One character to look out for is the lesbian cheerleader Tea, who is portrayed by Sofia Black D’Elia. The most original character out of the entire cast, Tea’s inclusion helps create the diverging line from the U.K. series in terms of unique material for the show. If I say anymore, I could possibly ruin how much she rocks on the show.
After the premiere episode, the show takes off their training wheels and sets off on their own adventures. It’s great that while they aren’t trying to make a direct remake of the flagship series, the ingredients that have made Skins one of the must see shows of the U.K. are still intact and fresh than ever. The question now is if fans will feel the same way that I do. I can only say that I really hope that they can put aside their anger, because this is the closest thing average American teens will ever get to being represented on American television. That being said, there might be some opposition to that very depiction, because I never really experienced the wild parties the kids tend to end up at. Initially, I thought the UK kids were just more outrageous than American kids, but I’ve been told that is not the case. Seems that I missed that train growing up I suppose…

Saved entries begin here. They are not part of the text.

//! Local handler: directories are read in place, files are unpacked or
//! copied into a staging tree

use std::path::Path;

use crate::error::{Result, fetch_failed};
use crate::path_utils::make_path_safe;
use crate::source::SourceUri;

use super::archive::expand_into;
use super::session::staging_dir;
use super::{Handler, HandlerHint, StagedContent};

pub(super) struct LocalHandler;

impl Handler for LocalHandler {
    fn name(&self) -> &'static str {
        "local"
    }

    fn hint(&self) -> HandlerHint {
        HandlerHint::Local
    }

    fn detect(&self, uri: &SourceUri) -> bool {
        !uri.has_host() && matches!(uri.scheme(), "" | "file")
    }

    fn stage(&self, uri: &SourceUri) -> Result<StagedContent> {
        let decoded = uri.decoded_path();
        let path = Path::new(decoded.as_ref());

        if path.is_dir() {
            return Ok(StagedContent::in_place(path));
        }
        if !path.is_file() {
            return Err(fetch_failed(uri.redacted(), "no such file or directory"));
        }

        let staging = staging_dir()?;
        let content = staging.path().join("content");
        let name = make_path_safe(&uri.file_name().unwrap_or_default());
        expand_into(path, &content, &name)?;

        Ok(StagedContent::staged(staging, content))
    }
}
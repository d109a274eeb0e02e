//! Canonical source URIs
//!
//! A [`SourceUri`] is the single normalized location every legacy source
//! descriptor resolves to. It keeps the components separately (rather than
//! holding a `url::Url`) because local path references have no scheme and
//! because an absent path must stay distinguishable from `/` when deriving
//! archive names. Host and path keep the text they were written with; the
//! `url` crate only validates, so a URI prints back the way it came in.

use std::borrow::Cow;
use std::fmt;

use percent_encoding::{
    AsciiSet, CONTROLS, NON_ALPHANUMERIC, percent_decode_str, utf8_percent_encode,
};
use url::Url;

use crate::error::{Result, invalid_url};

/// Placeholder shown instead of a password in logs and command output
const REDACTED_PASSWORD: &str = "xxxxx";

/// Bytes escaped in userinfo: everything but unreserved and sub-delims
const USERINFO: &AsciiSet = &NON_ALPHANUMERIC
    .remove(b'-')
    .remove(b'.')
    .remove(b'_')
    .remove(b'~')
    .remove(b'!')
    .remove(b'$')
    .remove(b'&')
    .remove(b'\'')
    .remove(b'(')
    .remove(b')')
    .remove(b'*')
    .remove(b'+')
    .remove(b',')
    .remove(b';')
    .remove(b'=');

/// Bytes escaped when printing a path; existing `%xx` escapes pass through
const PATH: &AsciiSet = &CONTROLS.add(b' ').add(b'"').add(b'<').add(b'>').add(b'`');

/// Literal filesystem paths only need `%` escaped to decode back unchanged
const LITERAL_PATH: &AsciiSet = &CONTROLS.add(b'%');

/// Userinfo credentials attached to a URI
#[derive(Debug, Clone, PartialEq, Eq)]
pub struct Credentials {
    pub username: String,
    pub password: Option<String>,
}

impl Credentials {
    /// Username and password pair; an empty password is kept as such
    pub fn new(username: impl Into<String>, password: impl Into<String>) -> Self {
        Self {
            username: username.into(),
            password: Some(password.into()),
        }
    }
}

/// A fully split source location
#[derive(Debug, Clone, PartialEq, Eq, Default)]
pub struct SourceUri {
    scheme: String,
    credentials: Option<Credentials>,
    host: String,
    path: String,
    query: Option<String>,
    fragment: Option<String>,
}

impl SourceUri {
    /// Parse a generic URI or a scheme-less local path reference.
    pub fn parse(input: &str) -> Result<Self> {
        if input.chars().any(|c| c.is_ascii_control()) {
            return Err(invalid_url(input, "invalid control character in URL"));
        }

        match split_scheme(input)? {
            Some(scheme) if !is_drive_path(input, scheme) => Self::parse_absolute(input, scheme),
            _ => Self::parse_reference(input),
        }
    }

    /// A local filesystem location as produced by git URL parsing
    pub fn local(path: &str) -> Self {
        Self {
            scheme: "file".to_string(),
            path: utf8_percent_encode(path, LITERAL_PATH).to_string(),
            ..Self::default()
        }
    }

    fn parse_absolute(input: &str, scheme: &str) -> Result<Self> {
        let url = Url::parse(input).map_err(|e| invalid_url(input, e.to_string()))?;

        let rest = &input[scheme.len() + 1..];
        Ok(Self {
            scheme: url.scheme().to_string(),
            ..Self::split_components(input, rest)?
        })
    }

    fn parse_reference(input: &str) -> Result<Self> {
        let uri = Self::split_components(input, input)?;

        let first_segment = uri.path.split(['/', '\\']).next().unwrap_or_default();
        if !uri.has_host() && first_segment.contains(':') && !is_drive_segment(first_segment) {
            return Err(invalid_url(
                input,
                "first path segment in URL cannot contain colon",
            ));
        }
        Ok(uri)
    }

    /// Split what follows the scheme into authority, path, query and
    /// fragment, keeping each part as written.
    fn split_components(input: &str, rest: &str) -> Result<Self> {
        let (rest, fragment) = split_off(rest, '#');
        let (rest, query) = split_off(rest, '?');

        if !has_valid_escapes(rest) || !fragment.is_none_or(has_valid_escapes) {
            return Err(invalid_url(input, "invalid URL escape"));
        }

        let (credentials, host, path) = match rest.strip_prefix("//") {
            Some(authority_and_path) => {
                let (authority, path) = match authority_and_path.find('/') {
                    Some(pos) => authority_and_path.split_at(pos),
                    None => (authority_and_path, ""),
                };
                let (credentials, host) = split_userinfo(authority);
                (credentials, host, path)
            }
            None => (None, "", rest),
        };

        Ok(Self {
            scheme: String::new(),
            credentials,
            host: host.to_string(),
            path: path.to_string(),
            query: query.map(str::to_string),
            fragment: fragment.map(str::to_string),
        })
    }

    pub fn scheme(&self) -> &str {
        &self.scheme
    }

    pub fn host(&self) -> &str {
        &self.host
    }

    pub fn has_host(&self) -> bool {
        !self.host.is_empty()
    }

    /// Path as written, percent escapes included
    pub fn path(&self) -> &str {
        &self.path
    }

    /// Path with percent escapes decoded, for use on the filesystem
    pub fn decoded_path(&self) -> Cow<'_, str> {
        percent_decode_str(&self.path).decode_utf8_lossy()
    }

    pub fn query(&self) -> Option<&str> {
        self.query.as_deref()
    }

    pub fn fragment(&self) -> Option<&str> {
        self.fragment.as_deref()
    }

    pub fn credentials(&self) -> Option<&Credentials> {
        self.credentials.as_ref()
    }

    /// Extension of the last path segment, including the dot
    pub fn extension(&self) -> &str {
        path_extension(&self.path)
    }

    /// Last non-empty path segment, decoded
    pub fn file_name(&self) -> Option<String> {
        self.path
            .rsplit('/')
            .find(|segment| !segment.is_empty())
            .map(decode)
    }

    #[must_use]
    pub fn with_fragment(mut self, fragment: impl Into<String>) -> Self {
        self.fragment = Some(fragment.into());
        self
    }

    #[must_use]
    pub fn with_credentials(mut self, credentials: Credentials) -> Self {
        self.credentials = Some(credentials);
        self
    }

    /// Copy of this URI without userinfo or fragment, suitable for handing
    /// to a transport that takes credentials and refs separately.
    #[must_use]
    pub fn transport_location(&self) -> Self {
        Self {
            credentials: None,
            fragment: None,
            ..self.clone()
        }
    }

    /// String form with the password masked
    pub fn redacted(&self) -> String {
        match &self.credentials {
            Some(Credentials {
                username,
                password: Some(_),
            }) => Self {
                credentials: Some(Credentials::new(username.clone(), REDACTED_PASSWORD)),
                ..self.clone()
            }
            .to_string(),
            _ => self.to_string(),
        }
    }
}

impl fmt::Display for SourceUri {
    fn fmt(&self, f: &mut fmt::Formatter<'_>) -> fmt::Result {
        if !self.scheme.is_empty() {
            write!(f, "{}:", self.scheme)?;
        }

        let has_authority = !self.host.is_empty()
            || self.credentials.is_some()
            || (self.scheme == "file" && self.path.starts_with('/'));
        if has_authority {
            f.write_str("//")?;
            if let Some(credentials) = &self.credentials {
                write!(f, "{}", utf8_percent_encode(&credentials.username, USERINFO))?;
                if let Some(password) = &credentials.password {
                    write!(f, ":{}", utf8_percent_encode(password, USERINFO))?;
                }
                f.write_str("@")?;
            }
            f.write_str(&self.host)?;
            if !self.host.is_empty() && !self.path.is_empty() && !self.path.starts_with('/') {
                f.write_str("/")?;
            }
        }

        write!(f, "{}", utf8_percent_encode(&self.path, PATH))?;
        if let Some(query) = &self.query {
            write!(f, "?{query}")?;
        }
        if let Some(fragment) = &self.fragment {
            write!(f, "#{fragment}")?;
        }
        Ok(())
    }
}

/// Extension of the last segment of a slash-separated path, including the
/// dot, or an empty string when the segment has none.
pub fn path_extension(path: &str) -> &str {
    let segment_start = path.rfind('/').map_or(0, |pos| pos + 1);
    match path[segment_start..].rfind('.') {
        Some(dot) => &path[segment_start + dot..],
        None => "",
    }
}

/// Return the scheme when `input` starts with one (`scheme:`).
fn split_scheme(input: &str) -> Result<Option<&str>> {
    for (i, c) in input.char_indices() {
        match c {
            'a'..='z' | 'A'..='Z' => {}
            '0'..='9' | '+' | '-' | '.' if i > 0 => {}
            ':' if i == 0 => return Err(invalid_url(input, "missing protocol scheme")),
            ':' => return Ok(Some(&input[..i])),
            _ => return Ok(None),
        }
    }
    Ok(None)
}

/// `C:/dir` and `C:\dir` are Windows paths, not a `c` scheme
fn is_drive_path(input: &str, scheme: &str) -> bool {
    scheme.len() == 1
        && input[2..]
            .chars()
            .next()
            .is_none_or(|c| c == '/' || c == '\\')
}

fn is_drive_segment(segment: &str) -> bool {
    let mut chars = segment.chars();
    matches!(
        (chars.next(), chars.next(), chars.next()),
        (Some(letter), Some(':'), None) if letter.is_ascii_alphabetic()
    )
}

fn split_off(input: &str, separator: char) -> (&str, Option<&str>) {
    match input.split_once(separator) {
        Some((head, tail)) => (head, Some(tail)),
        None => (input, None),
    }
}

fn split_userinfo(authority: &str) -> (Option<Credentials>, &str) {
    let Some((userinfo, host)) = authority.rsplit_once('@') else {
        return (None, authority);
    };
    let credentials = match userinfo.split_once(':') {
        Some((username, password)) => Credentials {
            username: decode(username),
            password: Some(decode(password)),
        },
        None => Credentials {
            username: decode(userinfo),
            password: None,
        },
    };
    (Some(credentials), host)
}

/// Every `%` must start a two-digit hex escape
fn has_valid_escapes(input: &str) -> bool {
    input.split('%').skip(1).all(|chunk| {
        chunk
            .get(..2)
            .is_some_and(|hex| hex.bytes().all(|b| b.is_ascii_hexdigit()))
    })
}

fn decode(input: &str) -> String {
    percent_decode_str(input).decode_utf8_lossy().into_owned()
}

So rest well Skins fans, because the show is in great hands over at MTV. Besides, the network airs Jersey Shore and The Hard Times of RJ Berger so if those raunch fests can stay on the air, then Skins should have no problem maintaining their image of top class debauchery which they can only do.
Expect a lot of coverage for this show from here on out, starting with character bios culminating to the series premiere on January 17th @10/9c. Let the good times roll.